Exercise directions: Give back only one number: how many lines in the data below contain the word "first".

[Stored items from a collection]

○ ○ ○

// Copyright (c) 2025, The Ruskit Authors
// MIT License
// All rights reserved.

//! # Queue Configuration
//!
//! The queue workers consume tasks from. It can optionally carry a Dead Letter Queue
//! (DLQ), which receives deliveries the consumer rejects when decoding fails under
//! `AckPolicy::AfterDecode`.

use lapin::{
    options::QueueDeclareOptions,
    types::{AMQPValue, FieldTable, LongString, ShortString},
};
use serde::Deserialize;
use std::collections::BTreeMap;

/// Name of the queue declared when none is configured
pub const DEFAULT_QUEUE_NAME: &str = "celery";
/// Constant for the argument used to specify a dead letter exchange
pub const AMQP_HEADERS_DEAD_LETTER_EXCHANGE: &str = "x-dead-letter-exchange";
/// Constant for the argument used to specify a dead letter routing key
pub const AMQP_HEADERS_DEAD_LETTER_ROUTING_KEY: &str = "x-dead-letter-routing-key";

/// Definition of the task queue.
#[derive(Debug, Clone, PartialEq, Eq, Deserialize)]
#[serde(default)]
pub struct QueueConfig {
    pub(crate) name: String,
    pub(crate) durable: bool,
    pub(crate) auto_delete: bool,
    pub(crate) dead_letter: bool,
}

impl Default for QueueConfig {
    /// A durable, non auto-delete queue named `celery`.
    fn default() -> Self {
        QueueConfig {
            name: DEFAULT_QUEUE_NAME.to_owned(),
            durable: true,
            auto_delete: false,
            dead_letter: false,
        }
    }
}

impl QueueConfig {
    /// Creates a queue definition with the given name and the default flags.
    pub fn new(name: &str) -> QueueConfig {
        QueueConfig {
            name: name.to_owned(),
            ..Default::default()
        }
    }

    /// Sets whether the queue survives broker restarts.
    pub fn durable(mut self, durable: bool) -> Self {
        self.durable = durable;
        self
    }

    /// Sets whether the queue is removed once its last consumer goes away.
    pub fn auto_delete(mut self, auto_delete: bool) -> Self {
        self.auto_delete = auto_delete;
        self
    }

    /// Adds a Dead Letter Queue named after the main queue with a "-dlq" suffix.
    pub fn with_dlq(mut self) -> Self {
        self.dead_letter = true;
        self
    }

    pub fn name(&self) -> &str {
        &self.name
    }

    pub fn is_durable(&self) -> bool {
        self.durable
    }

    pub fn is_auto_delete(&self) -> bool {
        self.auto_delete
    }

    pub fn dlq_name(&self) -> Option<String> {
        self.dead_letter.then(|| format!("{}-dlq", self.name))
    }

    pub(crate) fn declare_options(&self) -> QueueDeclareOptions {
        QueueDeclareOptions {
            passive: false,
            durable: self.durable,
            exclusive: false,
            auto_delete: self.auto_delete,
            nowait: false,
        }
    }

    /// Arguments of the main queue: dead lettering through the default exchange
    /// straight into the DLQ when one is configured.
    pub(crate) fn arguments(&self) -> FieldTable {
        let mut args = BTreeMap::new();

        if let Some(dlq_name) = self.dlq_name() {
            args.insert(
                ShortString::from(AMQP_HEADERS_DEAD_LETTER_EXCHANGE),
                AMQPValue::LongString(LongString::from("")),
            );
            args.insert(
                ShortString::from(AMQP_HEADERS_DEAD_LETTER_ROUTING_KEY),
                AMQPValue::LongString(LongString::from(dlq_name)),
            );
        }

        FieldTable::from(args)
    }
}
//! Core error taxonomy shared by every transport and component.
//!
//! Every failure in the runtime is funneled through [`ToolboxError`] so the HTTP and
//! MCP transports never have to invent their own status-code mapping; they just call
//! [`ToolboxError::http_status`] / [`ToolboxError::error_code`].

use thiserror::Error;

/// Top-level error type for the tool-dispatch runtime.
#[derive(Debug, Error)]
pub enum ToolboxError {
    /// Schema, reference, or collision error while loading configuration. Fatal at
    /// startup; never raised mid-request.
    #[error("configuration error: {0}")]
    Config(String),

    /// Missing or invalid token for a required auth service.
    #[error("unauthorized: {0}")]
    Unauthorized(String),

    /// Parameter parse, type, cardinality, or allow-list failure.
    #[error("invalid parameter: {0}")]
    InvalidParameter(String),

    /// Tool name did not resolve within the addressed toolset.
    #[error("unknown tool: {0}")]
    UnknownTool(String),

    /// Toolset name did not resolve.
    #[error("unknown toolset: {0}")]
    UnknownToolset(String),

    /// Error surfaced by a source's backend driver.
    #[error("backend error: {0}")]
    Backend(#[from] BackendError),

    /// Unexpected failure inside the core itself.
    #[error("internal error: {0}")]
    Internal(String),
}

/// Sub-categories for errors originating in a backend driver (§7).
#[derive(Debug, Error)]
pub enum BackendError {
    #[error("deadline exceeded: {0}")]
    DeadlineExceeded(String),

    #[error("backend unavailable: {0}")]
    Unavailable(String),

    #[error("permission denied: {0}")]
    PermissionDenied(String),

    #[error("not found: {0}")]
    NotFound(String),

    #[error("invalid argument: {0}")]
    InvalidArgument(String),

    #[error("internal backend error: {0}")]
    Internal(String),
}

/// Result alias used throughout the runtime.
pub type Result<T> = std::result::Result<T, ToolboxError>;

/// The §7 error category, used for log fields and metric tags.
#[derive(Debug, Clone, Copy, PartialEq, Eq, Hash)]
pub enum ErrorCategory {
    Config,
    Unauthorized,
    InvalidParameter,
    UnknownTool,
    UnknownToolset,
    Backend,
    Internal,
}

impl ErrorCategory {
    pub fn as_str(self) -> &'static str {
        match self {
            Self::Config => "config",
            Self::Unauthorized => "unauthorized",
            Self::InvalidParameter => "invalid-parameter",
            Self::UnknownTool => "unknown-tool",
            Self::UnknownToolset => "unknown-toolset",
            Self::Backend => "backend",
            Self::Internal => "internal",
        }
    }
}

impl ToolboxError {
    /// The §7 category this error belongs to.
    pub fn category(&self) -> ErrorCategory {
        match self {
            Self::Config(_) => ErrorCategory::Config,
            Self::Unauthorized(_) => ErrorCategory::Unauthorized,
            Self::InvalidParameter(_) => ErrorCategory::InvalidParameter,
            Self::UnknownTool(_) => ErrorCategory::UnknownTool,
            Self::UnknownToolset(_) => ErrorCategory::UnknownToolset,
            Self::Backend(_) => ErrorCategory::Backend,
            Self::Internal(_) => ErrorCategory::Internal,
        }
    }

    /// A short machine-readable code, stable across releases.
    pub fn error_code(&self) -> &'static str {
        match self {
            Self::Config(_) => "CONFIG_ERROR",
            Self::Unauthorized(_) => "UNAUTHORIZED",
            Self::InvalidParameter(_) => "INVALID_PARAMETER",
            Self::UnknownTool(_) => "UNKNOWN_TOOL",
            Self::UnknownToolset(_) => "UNKNOWN_TOOLSET",
            Self::Backend(BackendError::DeadlineExceeded(_)) => "BACKEND_DEADLINE_EXCEEDED",
            Self::Backend(BackendError::Unavailable(_)) => "BACKEND_UNAVAILABLE",
            Self::Backend(BackendError::PermissionDenied(_)) => "BACKEND_PERMISSION_DENIED",
            Self::Backend(BackendError::NotFound(_)) => "BACKEND_NOT_FOUND",
            Self::Backend(BackendError::InvalidArgument(_)) => "BACKEND_INVALID_ARGUMENT",
            Self::Backend(BackendError::Internal(_)) => "BACKEND_INTERNAL",
            Self::Internal(_) => "INTERNAL_ERROR",
        }
    }

    /// HTTP status code the REST transport should answer with (§4.8).
    pub fn http_status(&self) -> u16 {
        match self {
            Self::Config(_) => 500,
            Self::Unauthorized(_) => 401,
            Self::InvalidParameter(_) => 400,
            Self::UnknownTool(_) | Self::UnknownToolset(_) => 404,
            Self::Backend(BackendError::Unavailable(_)) => 503,
            Self::Backend(_) => 500,
            Self::Internal(_) => 500,
        }
    }

    /// Whether the core should log this at `warn` (client error) or `error` (the rest).
    pub fn is_client_error(&self) -> bool {
        matches!(
            self.category(),
            ErrorCategory::Unauthorized
                | ErrorCategory::InvalidParameter
                | ErrorCategory::UnknownTool
                | ErrorCategory::UnknownToolset
        )
    }

    /// Log this error at the level §7 mandates, with the one structured record it
    /// promises: exactly one `warn` or `error` per failed invocation.
    pub fn log(&self, tool_name: &str) {
        if self.is_client_error() {
            tracing::warn!(
                tool = tool_name,
                category = self.category().as_str(),
                error_code = self.error_code(),
                message = %self,
                "invocation failed"
            );
        } else {
            tracing::error!(
                tool = tool_name,
                category = self.category().as_str(),
                error_code = self.error_code(),
                message = %self,
                "invocation failed"
            );
        }
    }
}

#[cfg(test)]
mod tests {
    use super::*;

    #[test]
    fn client_errors_map_to_4xx() {
        assert_eq!(ToolboxError::Unauthorized("x".into()).http_status(), 401);
        assert_eq!(ToolboxError::InvalidParameter("x".into()).http_status(), 400);
        assert_eq!(ToolboxError::UnknownTool("x".into()).http_status(), 404);
        assert_eq!(ToolboxError::UnknownToolset("x".into()).http_status(), 404);
    }

    #[test]
    fn backend_unavailable_maps_to_503() {
        let err = ToolboxError::Backend(BackendError::Unavailable("pool exhausted".into()));
        assert_eq!(err.http_status(), 503);
        assert!(!err.is_client_error());
    }

    #[test]
    fn client_vs_backend_error_classification() {
        assert!(ToolboxError::InvalidParameter("x".into()).is_client_error());
        assert!(!ToolboxError::Internal("x".into()).is_client_error());
    }
}
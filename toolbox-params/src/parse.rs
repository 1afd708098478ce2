//! JSON -> `ParamValue` coercion and validation (§4.3 rule: parse parameters).

use indexmap::IndexMap;
use serde_json::Value;

use crate::error::ParamError;
use crate::parameter::Parameter;
use crate::types::ParamType;
use crate::value::ParamValue;

fn type_name(value: &Value) -> &'static str {
    match value {
        Value::Null => "null",
        Value::Bool(_) => "boolean",
        Value::Number(_) => "number",
        Value::String(_) => "string",
        Value::Array(_) => "array",
        Value::Object(_) => "map",
    }
}

/// Coerce and validate a single JSON value against its `Parameter` declaration.
///
/// Integers are accepted only from whole JSON numbers; floats accept both integer
/// and fractional JSON numbers. Booleans accept only literal `true`/`false` (no
/// truthy-string coercion). Array and map cardinality and element types are
/// checked recursively.
pub fn parse_value(param: &Parameter, raw: &Value) -> Result<ParamValue, ParamError> {
    match param.param_type {
        ParamType::String => match raw {
            Value::String(s) => Ok(ParamValue::String(s.clone())),
            other => Err(ParamError::WrongType {
                name: param.name.clone(),
                expected: "string",
                actual: type_name(other),
            }),
        },
        ParamType::Integer => match raw {
            Value::Number(n) if n.is_i64() || n.is_u64() => {
                n.as_i64().map(ParamValue::Integer).ok_or_else(|| ParamError::WrongType {
                    name: param.name.clone(),
                    expected: "integer",
                    actual: "number (out of i64 range)",
                })
            }
            other => Err(ParamError::WrongType {
                name: param.name.clone(),
                expected: "integer",
                actual: type_name(other),
            }),
        },
        ParamType::Float => match raw {
            Value::Number(n) => n
                .as_f64()
                .map(ParamValue::Float)
                .ok_or_else(|| ParamError::WrongType {
                    name: param.name.clone(),
                    expected: "float",
                    actual: type_name(raw),
                }),
            other => Err(ParamError::WrongType {
                name: param.name.clone(),
                expected: "float",
                actual: type_name(other),
            }),
        },
        ParamType::Boolean => match raw {
            Value::Bool(b) => Ok(ParamValue::Boolean(*b)),
            other => Err(ParamError::WrongType {
                name: param.name.clone(),
                expected: "boolean",
                actual: type_name(other),
            }),
        },
        ParamType::Array => match raw {
            Value::Array(items) => {
                let item_param = param.items.as_deref().unwrap_or(param);
                let mut parsed = Vec::with_capacity(items.len());
                for (index, item) in items.iter().enumerate() {
                    let value = parse_value(item_param, item).map_err(|source| {
                        ParamError::ArrayElement {
                            name: param.name.clone(),
                            index,
                            source: Box::new(source),
                        }
                    })?;
                    parsed.push(value);
                }
                Ok(ParamValue::Array(parsed))
            }
            other => Err(ParamError::WrongType {
                name: param.name.clone(),
                expected: "array",
                actual: type_name(other),
            }),
        },
        ParamType::Map => match raw {
            Value::Object(entries) => {
                let value_type = param.value_type.unwrap_or(ParamType::String);
                let value_param = Parameter {
                    name: param.name.clone(),
                    param_type: value_type,
                    description: String::new(),
                    required: Some(true),
                    default: None,
                    auth_services: vec![],
                    items: None,
                    value_type: None,
                    allowed_keys: None,
                    allow_unsafe_template_value: param.allow_unsafe_template_value,
                };
                let mut parsed = IndexMap::new();
                for (key, value) in entries {
                    if let Some(allowed) = &param.allowed_keys {
                        if !allowed.iter().any(|k| k == key) {
                            return Err(ParamError::DisallowedKey {
                                name: param.name.clone(),
                                key: key.clone(),
                            });
                        }
                    }
                    let parsed_value =
                        parse_value(&value_param, value).map_err(|source| ParamError::MapValue {
                            name: param.name.clone(),
                            key: key.clone(),
                            source: Box::new(source),
                        })?;
                    parsed.insert(key.clone(), parsed_value);
                }
                Ok(ParamValue::Map(parsed))
            }
            other => Err(ParamError::WrongType {
                name: param.name.clone(),
                expected: "map",
                actual: type_name(other),
            }),
        },
    }
}

#[cfg(test)]
mod tests {
    use super::*;
    use crate::parameter::Parameter;
    use serde_json::json;

    fn param(param_type: ParamType) -> Parameter {
        Parameter {
            name: "p".into(),
            param_type,
            description: String::new(),
            required: None,
            default: None,
            auth_services: vec![],
            items: None,
            value_type: None,
            allowed_keys: None,
            allow_unsafe_template_value: false,
        }
    }

    #[test]
    fn integer_rejects_fractional_number() {
        let p = param(ParamType::Integer);
        let err = parse_value(&p, &json!(1.5)).unwrap_err();
        assert!(matches!(err, ParamError::WrongType { .. }));
    }

    #[test]
    fn float_accepts_whole_number() {
        let p = param(ParamType::Float);
        let value = parse_value(&p, &json!(4)).unwrap();
        assert_eq!(value, ParamValue::Float(4.0));
    }

    #[test]
    fn boolean_rejects_truthy_string() {
        let p = param(ParamType::Boolean);
        let err = parse_value(&p, &json!("true")).unwrap_err();
        assert!(matches!(err, ParamError::WrongType { .. }));
    }

    #[test]
    fn array_validates_each_element() {
        let mut p = param(ParamType::Array);
        p.items = Some(Box::new(param(ParamType::Integer)));
        let err = parse_value(&p, &json!([1, "two", 3])).unwrap_err();
        match err {
            ParamError::ArrayElement { index, .. } => assert_eq!(index, 1),
            other => panic!("expected ArrayElement, got {other:?}"),
        }
    }

    #[test]
    fn map_enforces_allowed_keys() {
        let mut p = param(ParamType::Map);
        p.allowed_keys = Some(vec!["name".into()]);
        let err = parse_value(&p, &json!({"other": "x"})).unwrap_err();
        assert!(matches!(err, ParamError::DisallowedKey { .. }));
    }

    #[test]
    fn map_without_allow_list_accepts_any_key() {
        let p = param(ParamType::Map);
        let value = parse_value(&p, &json!({"a": "1", "b": "2"})).unwrap();
        match value {
            ParamValue::Map(entries) => assert_eq!(entries.len(), 2),
            other => panic!("expected Map, got {other:?}"),
        }
    }
}
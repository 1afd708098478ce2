//! `${VAR}` / `${VAR:default}` substitution over the raw YAML text (§4.2 first pass,
//! §6 "Environment variables").
//!
//! Substitution runs once, textually, before the document is parsed as YAML, so a
//! placeholder can stand anywhere a scalar is expected (a host, a credential, a
//! whole mapping value). A reference with no default that has no matching
//! environment variable fails the whole load rather than substituting an empty
//! string, per §4.2 "missing variables fail fast unless a default is supplied".

use once_cell::sync::Lazy;
use regex::Regex;

use crate::error::ConfigError;

static VAR_REF: Lazy<Regex> =
    Lazy::new(|| Regex::new(r"\$\{([A-Za-z_][A-Za-z0-9_]*)(:([^}]*))?\}").unwrap());

/// Resolve every `${VAR}` / `${VAR:default}` reference in `text` against the
/// process environment.
pub fn substitute(text: &str) -> Result<String, ConfigError> {
    substitute_with(text, |name| std::env::var(name).ok())
}

/// Same as [`substitute`] but against a caller-supplied lookup, so tests don't
/// have to mutate the real process environment.
pub fn substitute_with(
    text: &str,
    lookup: impl Fn(&str) -> Option<String>,
) -> Result<String, ConfigError> {
    let mut missing = Vec::new();
    let substituted = VAR_REF.replace_all(text, |caps: &regex::Captures| {
        let name = &caps[1];
        let default = caps.get(3).map(|m| m.as_str());
        match lookup(name) {
            Some(value) => value,
            None => match default {
                Some(default) => default.to_string(),
                None => {
                    missing.push(name.to_string());
                    String::new()
                }
            },
        }
    });

    if missing.is_empty() {
        Ok(substituted.into_owned())
    } else {
        Err(ConfigError::MissingEnvVar { names: missing })
    }
}
//! JSON-RPC method dispatch shared by the stdio and HTTP/SSE transports
//! (§4.9: "Two transports share one handler").
//!
//! Methods implemented: `initialize`, `tools/list`, `tools/call`, `ping`.
//! Everything else comes back as `-32601 Method not found`.

use std::sync::Arc;

use http::HeaderMap;
use serde::Deserialize;
use serde_json::{json, Value};

use toolbox_pipeline::{InvokeRequest, Pipeline};
use toolbox_registry::ToolsetMap;

use crate::protocol::{JsonRpcError, JsonRpcRequest, JsonRpcResponse};
use crate::session::{Session, SessionState};

#[derive(Debug, Deserialize)]
struct InitializeParams {
    #[serde(default)]
    #[allow(dead_code)]
    protocol_version: Option<String>,
}

#[derive(Debug, Deserialize)]
struct ToolsCallParams {
    name: String,
    #[serde(default)]
    arguments: Value,
}

/// Dispatches JSON-RPC requests against a [`Pipeline`], shared by both
/// transports (§4.9).
pub struct McpHandler {
    pipeline: Arc<Pipeline>,
    toolsets: Arc<ToolsetMap>,
}

impl McpHandler {
    pub fn new(pipeline: Arc<Pipeline>, toolsets: Arc<ToolsetMap>) -> Self {
        Self { pipeline, toolsets }
    }

    /// Handle one JSON-RPC request against `session`. Returns `None` for
    /// notifications, which never get a response (§6).
    pub async fn handle(
        &self,
        session: &Session,
        request: &JsonRpcRequest,
        headers: &HeaderMap,
    ) -> Option<JsonRpcResponse> {
        session.touch();

        if !session.allows(&request.method) {
            if request.is_notification() {
                return None;
            }
            let error = if session.state() == SessionState::Closed {
                JsonRpcError::internal_error("session is closed")
            } else {
                JsonRpcError::invalid_params("session must be initialized first")
            };
            return Some(JsonRpcResponse::failure(request.id.clone(), error));
        }

        let result = match request.method.as_str() {
            "initialize" => self.handle_initialize(session, request.params.clone()),
            "tools/list" => self.handle_tools_list(session),
            "tools/call" => self.handle_tools_call(session, request.params.clone(), headers).await,
            "ping" => Ok(json!({})),
            other => Err(JsonRpcError::method_not_found(other)),
        };

        if request.is_notification() {
            return None;
        }
        Some(match result {
            Ok(value) => JsonRpcResponse::success(request.id.clone(), value),
            Err(error) => JsonRpcResponse::failure(request.id.clone(), error),
        })
    }

    fn handle_initialize(&self, session: &Session, params: Option<Value>) -> Result<Value, JsonRpcError> {
        if let Some(params) = params {
            let _: InitializeParams =
                serde_json::from_value(params).map_err(|e| JsonRpcError::invalid_params(e.to_string()))?;
        }
        if !self.toolsets.contains_key(&session.toolset) {
            return Err(JsonRpcError::invalid_params(format!(
                "unknown toolset '{}'",
                session.toolset
            )));
        }
        session.transition(SessionState::Initialized);
        Ok(json!({
            "protocolVersion": "2024-11-05",
            "serverInfo": { "name": "toolbox", "version": env!("CARGO_PKG_VERSION") },
            "capabilities": { "tools": {} },
        }))
    }

    fn handle_tools_list(&self, session: &Session) -> Result<Value, JsonRpcError> {
        let manifests = self
            .toolsets
            .get(&session.toolset)
            .ok_or_else(|| JsonRpcError::invalid_params(format!("unknown toolset '{}'", session.toolset)))?;
        Ok(manifests.mcp.clone())
    }

    async fn handle_tools_call(
        &self,
        session: &Session,
        params: Option<Value>,
        headers: &HeaderMap,
    ) -> Result<Value, JsonRpcError> {
        let params = params.ok_or_else(|| JsonRpcError::invalid_params("missing params"))?;
        let call: ToolsCallParams =
            serde_json::from_value(params).map_err(|e| JsonRpcError::invalid_params(e.to_string()))?;

        let request = InvokeRequest {
            toolset: &session.toolset,
            tool: &call.name,
            body: &call.arguments,
            headers,
            deadline: None,
        };

        match self.pipeline.invoke(request).await {
            Ok(value) => Ok(json!({
                "content": [{ "type": "text", "text": value.to_string() }],
                "isError": false,
            })),
            // An unknown tool/toolset never reached invocation, so it is a
            // protocol-level failure, not a tool result (§4.9).
            Err(err)
                if matches!(
                    err.category(),
                    toolbox_core::ErrorCategory::UnknownTool | toolbox_core::ErrorCategory::UnknownToolset
                ) =>
            {
                Err(JsonRpcError::from_toolbox_error(&err))
            }
            Err(err) => Ok(json!({
                "content": [{ "type": "text", "text": err.to_string() }],
                "isError": true,
            })),
        }
    }
}
//! Toolset grouping and manifest generation (§4.7).
//!
//! At the end of config loading, every declared toolset gets two cached
//! manifests built eagerly: the native manifest (full parameter descriptors,
//! used by `GET /api/toolset`) and the MCP input-schema manifest (JSON Schema
//! per tool, used by `tools/list`). Both are insertion-ordered so repeated
//! requests diff cleanly.

use indexmap::IndexMap;
use serde_json::{json, Value};

use toolbox_interfaces::Tool;
use toolbox_params::{ParamType, Parameter};

use crate::tool_registry::ToolMap;

/// A named grouping of tools (§4.7). The implicit `""` toolset is built by
/// `Toolset::implicit_all`, containing every loaded tool in load order.
#[derive(Debug, Clone)]
pub struct Toolset {
    pub name: String,
    pub tool_names: Vec<String>,
}

impl Toolset {
    pub fn new(name: impl Into<String>, tool_names: Vec<String>) -> Self {
        Self {
            name: name.into(),
            tool_names,
        }
    }

    /// The implicit `""` toolset containing every tool, in the order they were
    /// declared under `tools` (§4.7).
    pub fn implicit_all(tools: &ToolMap) -> Self {
        Self::new("", tools.keys().cloned().collect())
    }
}

/// Cached manifests for one toolset, built once at load time (§4.7).
#[derive(Debug, Clone)]
pub struct ToolsetManifests {
    /// `{ name, description, parameters, templateParameters, authRequired }`
    /// per tool, in toolset order.
    pub native: Value,
    /// `{ name, description, inputSchema }` per tool, the shape `tools/list`
    /// returns (§4.9).
    pub mcp: Value,
}

fn param_json_type(param_type: ParamType) -> &'static str {
    match param_type {
        ParamType::String => "string",
        ParamType::Integer => "integer",
        ParamType::Float => "number",
        ParamType::Boolean => "boolean",
        ParamType::Array => "array",
        ParamType::Map => "object",
    }
}

fn parameter_to_native(param: &Parameter) -> Value {
    let mut obj = serde_json::Map::new();
    obj.insert("name".to_string(), json!(param.name));
    obj.insert("type".to_string(), json!(param.param_type.as_str()));
    obj.insert("description".to_string(), json!(param.description));
    obj.insert("required".to_string(), json!(param.is_required()));
    if let Some(default) = &param.default {
        obj.insert("default".to_string(), default.clone());
    }
    if !param.auth_services.is_empty() {
        obj.insert(
            "authServices".to_string(),
            json!(param
                .auth_services
                .iter()
                .map(|b| json!({"name": b.name, "field": b.field}))
                .collect::<Vec<_>>()),
        );
    }
    if let Some(items) = &param.items {
        obj.insert("items".to_string(), parameter_to_native(items));
    }
    if let Some(value_type) = param.value_type {
        obj.insert("valueType".to_string(), json!(value_type.as_str()));
    }
    if let Some(allowed) = &param.allowed_keys {
        obj.insert("allowedKeys".to_string(), json!(allowed));
    }
    Value::Object(obj)
}

fn parameter_to_json_schema(param: &Parameter) -> Value {
    let mut schema = serde_json::Map::new();
    schema.insert("type".to_string(), json!(param_json_type(param.param_type)));
    if !param.description.is_empty() {
        schema.insert("description".to_string(), json!(param.description));
    }
    match param.param_type {
        ParamType::Array => {
            let item_schema = param
                .items
                .as_deref()
                .map(parameter_to_json_schema)
                .unwrap_or_else(|| json!({"type": "string"}));
            schema.insert("items".to_string(), item_schema);
        }
        ParamType::Map => {
            if let Some(value_type) = param.value_type {
                schema.insert(
                    "additionalProperties".to_string(),
                    json!({"type": param_json_type(value_type)}),
                );
            }
        }
        _ => {}
    }
    Value::Object(schema)
}

fn tool_input_schema(tool: &dyn Tool) -> Value {
    let mut properties = serde_json::Map::new();
    let mut required = Vec::new();
    for param in tool.parameters() {
        properties.insert(param.name.clone(), parameter_to_json_schema(param));
        if param.is_required() {
            required.push(json!(param.name));
        }
    }
    json!({
        "type": "object",
        "properties": Value::Object(properties),
        "required": required,
    })
}

/// Build both manifests for `toolset` against the fully loaded `tools` map.
/// Tools named by the toolset but absent from the tools map are a config-load
/// error caught earlier by cross-reference validation, so this assumes every
/// name resolves.
pub fn build_manifests(toolset: &Toolset, tools: &ToolMap) -> ToolsetManifests {
    let mut native_entries = Vec::with_capacity(toolset.tool_names.len());
    let mut mcp_entries = Vec::with_capacity(toolset.tool_names.len());

    for name in &toolset.tool_names {
        let Some(tool) = tools.get(name) else { continue };

        let mut native = serde_json::Map::new();
        native.insert("name".to_string(), json!(tool.name()));
        native.insert("description".to_string(), json!(tool.description()));
        native.insert(
            "parameters".to_string(),
            json!(tool.parameters().iter().map(parameter_to_native).collect::<Vec<_>>()),
        );
        native.insert(
            "templateParameters".to_string(),
            json!(tool
                .template_parameters()
                .iter()
                .map(parameter_to_native)
                .collect::<Vec<_>>()),
        );
        native.insert("authRequired".to_string(), json!(tool.auth_required()));
        native_entries.push(Value::Object(native));

        mcp_entries.push(json!({
            "name": tool.name(),
            "description": tool.description(),
            "inputSchema": tool_input_schema(tool.as_ref()),
        }));
    }

    ToolsetManifests {
        native: json!({ "name": toolset.name, "tools": native_entries }),
        mcp: json!({ "tools": mcp_entries }),
    }
}

/// Every declared toolset's manifests, keyed by toolset name, built once at
/// load time.
pub type ToolsetMap = IndexMap<String, ToolsetManifests>;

○ ○ ○

Reply to the task: 2